Para tanto, alegou que os depoimentos das duas testemunhas (XXX e XXX) ouvidas não merecem de credibilidade.
Quid juris?
Como é sabido, segundo o princípio da livre apreciação das provas previsto n° 1 do artigo 558.° do CPC, “O tribunal aprecia livremente as provas, decidindo os juízes segundo a sua prudente convicção acerca de cada facto”.
A justificar tal princípio e aquilo que permite a existência do mesmo, temos que o Tribunal a quo beneficia não só do seu prudente juízo e experiência, como da mais-valia de um contacto directo com a prova, nomeadamente, a prova testemunhal, o qual se traduz no princípio da imediação e da oralidade.

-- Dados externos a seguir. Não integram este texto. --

pub mod models;
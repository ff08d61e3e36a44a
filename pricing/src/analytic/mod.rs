pub mod black_scholes;
pub mod leland;

pub use black_scholes::{BlackScholesMerton, OptionGreeks, OptionPrice};
pub use leland::LelandModel;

Sobre o princípio da imediação ensina o Ilustre Professor Anselmo de Castro (in Direito Processual Civil, I, 175), que “é consequencial dos princípios da verdade material e da livre apreciação da prova, na medida em que uma e outra necessariamente requerem a imediação, ou seja, o contacto directo do tribunal com os intervenientes no processo, a fim de assegurar ao julgador de modo mais perfeito o juízo sobre a veracidade ou falsidade de uma alegação”.

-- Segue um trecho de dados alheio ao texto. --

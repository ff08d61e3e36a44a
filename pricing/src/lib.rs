//! Closed-form European option pricing: Black-Scholes-Merton, Leland's
//! transaction-cost adjustment, Newton-Raphson implied volatility and
//! strike/maturity surface grids.

pub mod analytic;
pub mod common;
pub mod implied;
pub mod surface;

Já Eurico Lopes Cardoso escreve que “os depoimentos não são só palavras, nem o seu valor pode ser medido apenas pelo tom em que foram proferidas. Todos sabemos que a palavra é só um meio de exprimir o pensamento e que, por vezes, é um meio de ocultar. A mímica e todo o aspecto exterior do depoente influem, quase tanto como as suas palavras, no crédito a prestar-lhe.” (in BMJ n.º 80, a fls. 220 e 221)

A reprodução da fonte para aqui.